Shares of Space Exploration Technologies Corp. (SpaceX) showed signs of stabilising in pre-market trading on Tuesday after suffering a steep sell-off that wiped out more than 16 percent of the company's market value in the previous session.
As of 17:05 IST, SpaceX shares were indicated at $156.23 in pre-market trading, up 1.05 percent, after closing at $154.60 on Monday, down 16.43 percent or $30.40. While the modest rebound suggests some bargain hunting by investors, overall sentiment remains cautious amid concerns over the company's funding plans and broader weakness across global technology stocks.

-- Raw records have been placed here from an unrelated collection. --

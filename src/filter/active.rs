//! @ai:module:intent User-supplied benchmark selection predicates
//! @ai:module:layer domain
//! @ai:module:public_api benchmark_name, ActiveVariablesFilter
//! @ai:module:stateless true

use crate::benchmark::Benchmark;
use crate::error::{LoadError, Result};
use crate::resource::relative_path;
use regex::Regex;
use std::path::Path;

/// @ai:intent Derive a benchmark name from its file: relative path, no extension, `/`-separated
/// @ai:effects pure
pub fn benchmark_name(base: &Path, file: &Path) -> String {
    let relative = relative_path(base, file);
    match relative.rsplit_once('.') {
        Some((stem, _)) if !stem.is_empty() && !stem.ends_with('/') => stem.to_string(),
        _ => relative,
    }
}

/// @ai:intent Keep benchmarks whose variables contain a match for every `key=regex` pair
#[derive(Debug, Clone, Default)]
pub struct ActiveVariablesFilter {
    patterns: Vec<(String, Regex)>,
}

impl ActiveVariablesFilter {
    /// @ai:intent Parse `k1=pattern1,k2=pattern2`; `None` or blank accepts everything
    /// @ai:effects pure
    pub fn parse(expression: Option<&str>) -> Result<Self> {
        let expression = match expression.map(str::trim) {
            Some(expression) if !expression.is_empty() => expression,
            _ => return Ok(Self::default()),
        };

        let patterns = expression
            .split(',')
            .map(|pair| {
                let (key, pattern) = pair.split_once('=').ok_or_else(|| {
                    LoadError::InvalidConfig(format!(
                        "active variable '{}' is not of the form key=regex",
                        pair
                    ))
                })?;
                let key = key.trim();
                let regex = Regex::new(pattern.trim()).map_err(|e| {
                    LoadError::InvalidConfig(format!("active variable {}: {}", key, e))
                })?;
                Ok::<_, LoadError>((key.to_string(), regex))
            })
            .collect::<Result<Vec<_>>>()?;

        Ok(Self { patterns })
    }

    pub fn is_empty(&self) -> bool {
        self.patterns.is_empty()
    }

    /// @ai:intent Check whether a benchmark passes every pattern
    /// @ai:effects pure
    pub fn matches(&self, benchmark: &Benchmark) -> bool {
        self.patterns.iter().all(|(key, regex)| {
            benchmark
                .variables()
                .get(key)
                .map(|value| regex.is_match(value))
                .unwrap_or(false)
        })
    }
}

#[cfg(test)]
mod tests {
    use super::*;
    use crate::benchmark::BenchmarkBuilder;
    use crate::definition::Variables;

    fn benchmark(pairs: &[(&str, &str)]) -> Benchmark {
        let variables: Variables = pairs
            .iter()
            .map(|(k, v)| (k.to_string(), v.to_string()))
            .collect();
        BenchmarkBuilder::new("b", "seq", Vec::new())
            .with_variables(variables)
            .build()
            .unwrap()
    }

    #[test]
    fn test_benchmark_name() {
        let base = Path::new("/bench");
        assert_eq!(
            benchmark_name(base, Path::new("/bench/simple-benchmark.yaml")),
            "simple-benchmark"
        );
        assert_eq!(
            benchmark_name(base, Path::new("/bench/tpch/q01.v2.yaml")),
            "tpch/q01.v2"
        );
        assert_eq!(benchmark_name(base, Path::new("/bench/.hidden")), ".hidden");
    }

    #[test]
    fn test_empty_filter_accepts_all() {
        let filter = ActiveVariablesFilter::parse(None).unwrap();
        assert!(filter.is_empty());
        assert!(filter.matches(&benchmark(&[])));
        assert!(ActiveVariablesFilter::parse(Some("  ")).unwrap().is_empty());
    }

    #[test]
    fn test_pattern_found_anywhere_in_value() {
        let filter = ActiveVariablesFilter::parse(Some("format=(orc)|(txt)")).unwrap();
        assert!(filter.matches(&benchmark(&[("format", "orc")])));
        assert!(filter.matches(&benchmark(&[("format", "txt")])));
        assert!(!filter.matches(&benchmark(&[("format", "parquet")])));

        let partial = ActiveVariablesFilter::parse(Some("format=(rc)|(tx)")).unwrap();
        assert!(partial.matches(&benchmark(&[("format", "orc")])));
        assert!(partial.matches(&benchmark(&[("format", "txt")])));
        assert!(!partial.matches(&benchmark(&[("format", "parquet")])));

        let anchored = ActiveVariablesFilter::parse(Some("format=^rc$")).unwrap();
        assert!(!anchored.matches(&benchmark(&[("format", "orc")])));
    }

    #[test]
    fn test_whitespace_around_pair_is_ignored() {
        let filter = ActiveVariablesFilter::parse(Some(" quarantine = false , size= 1GB")).unwrap();
        assert!(filter.matches(&benchmark(&[("quarantine", "false"), ("size", "1GB")])));
        assert!(!filter.matches(&benchmark(&[("quarantine", "true"), ("size", "1GB")])));
    }

    #[test]
    fn test_every_key_must_exist_and_match() {
        let filter = ActiveVariablesFilter::parse(Some("format=orc,size=1GB")).unwrap();
        assert!(filter.matches(&benchmark(&[("format", "orc"), ("size", "1GB")])));
        assert!(!filter.matches(&benchmark(&[("format", "orc"), ("size", "2GB")])));
        assert!(!filter.matches(&benchmark(&[("format", "orc")])));
    }

    #[test]
    fn test_malformed_filter_is_config_error() {
        assert!(matches!(
            ActiveVariablesFilter::parse(Some("format")),
            Err(LoadError::InvalidConfig(_))
        ));
        assert!(matches!(
            ActiveVariablesFilter::parse(Some("format=(orc")),
            Err(LoadError::InvalidConfig(_))
        ));
    }
}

The sharp decline pushed SpaceX shares to their lowest level since the company's first day of trading. The sell-off came after reports that Elon Musk's rocket and space technology company is marketing investment-grade bonds, a move widely seen as the first step in what could become a substantial borrowing programme (of about $20 billion) to support its expanding artificial intelligence initiatives.
Investor concerns over rising capital requirements and the cost of funding ambitious AI projects added pressure on the stock, triggering heavy selling throughout the session.

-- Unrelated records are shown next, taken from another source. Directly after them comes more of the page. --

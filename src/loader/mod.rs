//! @ai:module:intent Benchmark loading orchestration
//! @ai:module:layer application
//! @ai:module:public_api BenchmarkLoader, SummaryTable

pub mod orchestrator;
pub mod summary;

pub use orchestrator::BenchmarkLoader;
pub use summary::SummaryTable;
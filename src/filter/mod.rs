//! @ai:module:intent Benchmark selection: user predicates and freshness
//! @ai:module:layer application
//! @ai:module:public_api ActiveVariablesFilter, benchmark_name, filter_fresh, FreshnessOutcome

pub mod active;
pub mod freshness;

pub use active::{benchmark_name, ActiveVariablesFilter};
pub use freshness::{filter_fresh, FreshnessOutcome};
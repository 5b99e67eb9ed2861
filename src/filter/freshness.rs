//! @ai:module:intent Drop benchmarks that ran successfully within their frequency
//! @ai:module:layer application
//! @ai:module:public_api filter_fresh, FreshnessOutcome
//! @ai:module:stateless true

use crate::benchmark::Benchmark;
use crate::error::{LoadError, Result};
use crate::service::client::{ResultsServiceTrait, EXECUTION_AGES_PATH};

/// @ai:intent Benchmarks split by whether they still need to run
#[derive(Debug, Default)]
pub struct FreshnessOutcome {
    pub kept: Vec<Benchmark>,
    pub fresh: Vec<Benchmark>,
}

/// @ai:intent Partition benchmarks into kept and recently tested
/// @ai:pre every benchmark with a frequency has a unique name
/// @ai:post kept preserves input order; fresh iff age <= frequency
/// @ai:effects network
pub async fn filter_fresh<S: ResultsServiceTrait>(
    service: &S,
    benchmarks: Vec<Benchmark>,
) -> Result<FreshnessOutcome> {
    let unique_names: Vec<String> = benchmarks
        .iter()
        .filter(|benchmark| benchmark.frequency().is_some())
        .map(|benchmark| {
            benchmark
                .unique_name()
                .map(str::to_string)
                .ok_or_else(|| {
                    LoadError::InvariantViolation(format!(
                        "benchmark {} has no unique name",
                        benchmark.name()
                    ))
                })
        })
        .collect::<Result<_>>()?;

    if unique_names.is_empty() {
        return Ok(FreshnessOutcome {
            kept: benchmarks,
            fresh: Vec::new(),
        });
    }

    let ages = service.successful_execution_ages(&unique_names).await?;
    if ages.len() != unique_names.len() {
        return Err(LoadError::ServiceProtocolMismatch {
            endpoint: EXECUTION_AGES_PATH.to_string(),
            expected: unique_names.len(),
            actual: ages.len(),
        });
    }

    let mut ages = ages.into_iter();
    let mut outcome = FreshnessOutcome::default();

    for benchmark in benchmarks {
        let is_fresh = match benchmark.frequency() {
            Some(frequency) => ages.next().map(|age| age <= frequency).unwrap_or(false),
            None => false,
        };

        if is_fresh {
            tracing::debug!("Benchmark {} was tested recently, skipping", benchmark.name());
            outcome.fresh.push(benchmark);
        } else {
            outcome.kept.push(benchmark);
        }
    }

    Ok(outcome)
}
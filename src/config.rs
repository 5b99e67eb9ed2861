//! @ai:module:intent Configuration structs for the benchmark resolver
//! @ai:module:layer infrastructure
//! @ai:module:public_api LoaderConfig, ServiceConfig
//! @ai:module:stateless true

use serde::{Deserialize, Serialize};
use std::path::PathBuf;

/// @ai:intent Immutable configuration handed to the benchmark loader
/// @ai:effects pure
#[derive(Debug, Clone, Serialize, Deserialize)]
#[serde(rename_all = "kebab-case")]
pub struct LoaderConfig {
    /// Location of the benchmark YAML tree (`classpath:`, `file:`, absolute or relative)
    #[serde(default = "default_benchmarks_dir")]
    pub benchmarks_dir: String,
    #[serde(default = "default_sql_dir")]
    pub sql_dir: String,
    #[serde(default = "default_environment_name")]
    pub environment_name: String,
    /// Benchmark names (relative path without extension) to keep; all when unset
    #[serde(default)]
    pub active_benchmarks: Option<Vec<String>>,
    /// `key=regex,key2=regex2` predicate on benchmark variables
    #[serde(default)]
    pub active_variables: Option<String>,
    #[serde(default = "default_frequency_check_enabled")]
    pub frequency_check_enabled: bool,
    /// Roots searched, in order, for `classpath:` locations
    #[serde(default = "default_classpath_roots")]
    pub classpath_roots: Vec<PathBuf>,
    #[serde(default)]
    pub service: ServiceConfig,
}

/// @ai:intent Connection settings for the results service
/// @ai:effects pure
#[derive(Debug, Clone, Serialize, Deserialize)]
#[serde(rename_all = "kebab-case")]
pub struct ServiceConfig {
    #[serde(default = "default_service_url")]
    pub url: String,
    #[serde(default = "default_timeout_secs")]
    pub timeout_secs: u64,
}

impl Default for LoaderConfig {
    fn default() -> Self {
        Self {
            benchmarks_dir: default_benchmarks_dir(),
            sql_dir: default_sql_dir(),
            environment_name: default_environment_name(),
            active_benchmarks: None,
            active_variables: None,
            frequency_check_enabled: default_frequency_check_enabled(),
            classpath_roots: default_classpath_roots(),
            service: ServiceConfig::default(),
        }
    }
}

impl Default for ServiceConfig {
    fn default() -> Self {
        Self {
            url: default_service_url(),
            timeout_secs: default_timeout_secs(),
        }
    }
}

fn default_benchmarks_dir() -> String {
    "benchmarks".to_string()
}

fn default_sql_dir() -> String {
    "sql".to_string()
}

fn default_environment_name() -> String {
    "default".to_string()
}

fn default_frequency_check_enabled() -> bool {
    true
}

fn default_classpath_roots() -> Vec<PathBuf> {
    vec![PathBuf::from(".")]
}

fn default_service_url() -> String {
    "http://localhost:8080".to_string()
}

fn default_timeout_secs() -> u64 {
    30
}

impl LoaderConfig {
    /// @ai:intent Load configuration from a TOML file
    /// @ai:pre path exists and is readable
    /// @ai:effects fs:read
    pub fn load(path: &std::path::Path) -> anyhow::Result<Self> {
        let content = std::fs::read_to_string(path)?;
        let config: Self = toml::from_str(&content)?;
        Ok(config)
    }

    /// @ai:intent Save configuration to a TOML file
    /// @ai:effects fs:write
    pub fn save(&self, path: &std::path::Path) -> anyhow::Result<()> {
        let content = toml::to_string_pretty(self)?;
        std::fs::write(path, content)?;
        Ok(())
    }

    /// @ai:intent Check whether a benchmark name passes the active-benchmarks list
    /// @ai:effects pure
    pub fn is_active_benchmark(&self, name: &str) -> bool {
        self.active_benchmarks
            .as_ref()
            .map(|names| names.iter().any(|active| active == name))
            .unwrap_or(true)
    }
}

The weakness in SpaceX also reflects a broader reassessment of AI-related valuations across global markets. US technology stocks may come under pressure after a sell-off in South Korean chipmakers reignited concerns about the sustainability of the artificial intelligence-led rally that has driven markets higher over the past year.

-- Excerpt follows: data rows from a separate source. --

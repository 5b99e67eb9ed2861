//! @ai:module:intent Aligned benchmark summary tables for the load log
//! @ai:module:layer infrastructure
//! @ai:module:public_api SummaryTable
//! @ai:module:stateless true

use crate::benchmark::Benchmark;
use std::collections::HashSet;

const INDENT: usize = 3;
const DEFAULT_WIDTH: usize = 10;

/// @ai:intent Column layout shared by every table of one load
#[derive(Debug, Clone, Copy, PartialEq, Eq)]
pub struct SummaryTable {
    name_width: usize,
    data_source_width: usize,
}

impl SummaryTable {
    /// @ai:intent Size columns to the longest name and data source among all benchmarks
    /// @ai:effects pure
    pub fn new<'a>(benchmarks: impl IntoIterator<Item = &'a Benchmark>) -> Self {
        let mut name_width = None;
        let mut data_source_width = None;

        for benchmark in benchmarks {
            name_width = name_width.max(Some(benchmark.name().chars().count()));
            data_source_width = data_source_width.max(Some(benchmark.data_source().chars().count()));
        }

        Self {
            name_width: name_width.unwrap_or(DEFAULT_WIDTH) + INDENT,
            data_source_width: data_source_width.unwrap_or(DEFAULT_WIDTH) + INDENT,
        }
    }

    fn line(&self, name: &str, data_source: &str, runs: &str, prewarms: &str, concurrency: &str) -> String {
        format!(
            "\t| {:<name$} | {:<source$} | {:<4} | {:<8} | {:<11} |",
            name,
            data_source,
            runs,
            prewarms,
            concurrency,
            name = self.name_width,
            source = self.data_source_width,
        )
    }

    /// @ai:intent Header plus one row per distinct benchmark line, in input order
    /// @ai:effects pure
    pub fn render<'a>(&self, benchmarks: impl IntoIterator<Item = &'a Benchmark>) -> Vec<String> {
        let mut seen = HashSet::new();
        let header = self.line("Benchmark Name", "Data Source", "Runs", "Prewarms", "Concurrency");

        std::iter::once(header)
            .chain(
                benchmarks
                    .into_iter()
                    .map(|benchmark| {
                        self.line(
                            benchmark.name(),
                            benchmark.data_source(),
                            &benchmark.runs().to_string(),
                            &benchmark.prewarm_runs().to_string(),
                            &benchmark.concurrency().to_string(),
                        )
                    })
                    .filter(|row| seen.insert(row.clone())),
            )
            .collect()
    }

    /// @ai:intent Log a titled table at info level
    /// @ai:effects io
    pub fn log<'a>(&self, title: &str, benchmarks: impl IntoIterator<Item = &'a Benchmark>) {
        tracing::info!("{}", title);
        for line in self.render(benchmarks) {
            tracing::info!("{}", line);
        }
    }
}

#[cfg(test)]
mod tests {
    use super::*;
    use crate::benchmark::BenchmarkBuilder;
    use pretty_assertions::assert_eq;

    fn benchmark(name: &str, data_source: &str, runs: u32) -> Benchmark {
        BenchmarkBuilder::new(name, "seq", Vec::new())
            .with_data_source(data_source)
            .with_runs(runs)
            .build()
            .unwrap()
    }

    #[test]
    fn test_widths_from_longest_values() {
        let benchmarks = vec![benchmark("simple", "foo", 3), benchmark("concurrent", "presto", 10)];
        let table = SummaryTable::new(&benchmarks);

        assert_eq!(
            table,
            SummaryTable {
                name_width: 13,
                data_source_width: 9
            }
        );
        assert_eq!(
            table.render(&benchmarks),
            vec![
                "\t| Benchmark Name | Data Source | Runs | Prewarms | Concurrency |",
                "\t| simple        | foo       | 3    | 0        | 1           |",
                "\t| concurrent    | presto    | 10   | 0        | 1           |",
            ]
        );
    }

    #[test]
    fn test_default_width_when_empty() {
        let table = SummaryTable::new(std::iter::empty());
        assert_eq!(
            table,
            SummaryTable {
                name_width: 13,
                data_source_width: 13
            }
        );
        assert_eq!(table.render(std::iter::empty()).len(), 1);
    }

    #[test]
    fn test_duplicate_rows_collapsed() {
        let benchmarks = vec![
            benchmark("multi", "foo", 3),
            benchmark("multi", "foo", 3),
            benchmark("multi", "foo", 5),
        ];
        let table = SummaryTable::new(&benchmarks);

        assert_eq!(table.render(&benchmarks).len(), 3);
    }
}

Semiconductor companies have been among the biggest beneficiaries of the AI boom, and any signs of slowing demand or stretched valuations are being closely watched by investors.
What Indian investors must know
For Indian investors, the sharp move in SpaceX comes at a time when interest in overseas equities continues to rise. The development has also sparked a wider discussion about investment opportunities across emerging sectors such as space technology, artificial intelligence and advanced manufacturing, with investors increasingly looking beyond a handful of well-known global technology names to gain exposure to long-term innovation themes.
Viram Shah, Founder and CEO of Vested Finance, said, "What happened with SpaceX this week is a useful reminder, not a reason to panic. A stock that ran up almost 70 percent from its IPO price and then gave most of it back in three sessions and that's just what a crowded single name can do, especially one trading at triple-digit multiples."
"The interesting part for Indian investors isn't SpaceX specifically. It is that a lot of people building US portfolios end up concentrated in the same handful of names — the big tech leaders, and now newly listed stories like this one. When you are that concentrated, your outcomes are tied to a few companies and, increasingly, to a single theme, which right now is AI spending," said Shah.
Also, diversification beyond the popular tech names doesn't have to be complicated. "It can mean spreading across sectors that don't all move together, such as healthcare, financials, industrials, consumer staples, so a bad week in tech isn't a bad week for your entire portfolio. It can mean spreading across geographies," said Shah.
Experts say India accounts for roughly 2 percent of the global market cap; the US accounts for the bulk of it, but there's plenty in between. And it can mean simply watching position sizes, that is, how much of your portfolio sits in any one name or one theme.
"The honest tension is that the US market itself has become fairly concentrated, so even a plain index fund now carries heavy exposure to a few large tech companies. That's worth knowing rather than assuming an index automatically diversifies you. None of this is about avoiding tech or avoiding US stocks, it's about not letting a few exciting names quietly become your whole portfolio," explained Shah.